With a hat tip to Apocalypse World:
Give every NPC a name.
I don’t mean, necessarily, a personal name. That goblin over there might not even have himself a Christian name. But don’t refer to him as “goblin 1.” If not personal names, give them descriptive names. Make them up on the spot. Maybe you think, “Oh, man, this goblin, right? He’s just got one arm! And this other one’s only wearing half a leather cuirass like it’s some chick’s half-shirt or something.”

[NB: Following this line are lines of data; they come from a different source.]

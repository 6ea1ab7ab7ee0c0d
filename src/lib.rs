//! Draws one colour-cycling quad with OpenGL.
//!
//! The GPU side lives behind [`opengl::GlDriver`]; every object it hands out is
//! owned by exactly one wrapper that releases it on drop, and every driver call
//! goes through [`gl_call!`] so errors are pinned on the call that raised them.

pub mod animation;
pub mod buffer;
pub mod config;
pub mod debug;
pub mod error;
pub mod logging;
pub mod opengl;
pub mod program;
pub mod renderer;
pub mod scene;
pub mod shaders;
pub mod vertex_array;

#[cfg(test)]
mod stub;

pub use buffer::{IndexBuffer, VertexBuffer};
pub use config::AppConfig;
pub use error::{DriverError, GlError, RenderError, ShaderError};
pub use opengl::GlDriver;
pub use program::ShaderProgram;
pub use scene::QuadScene;
pub use shaders::{parse_shader, ShaderProgramSource, ShaderStage};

Don’t worry about making them memorable; just try to make them distinct. If you come up with “sword goblin,” that’s fine! It’s the goblin with a sword. But you’ll have to think of something in case he’s disarmed. Maybe “the goblin formerly known as sword goblin.”
Don’t say the label.
If the players are searching for the trap and find it, for goodness’ sake don’t say, “You find a trap.” Instead, say, “When you rip through the pelt, there’s nothing underneath, just mud and rock about 20 feet down, with a bunch of skulls littered around and femurs stuck into the ground pointy end up.”
Yes, it’s a pit trap, but isn’t this a better thing to say than “pit trap?”
The reason you do this
is to keep the players grounded in the fiction as imagined. The more I hear about “bandit 1,” the more I think “this is a game.” The more I hear about the “guy with the mismatched boots,” the more I’m thinking about the fiction as such—what things look like, smell like, feel like.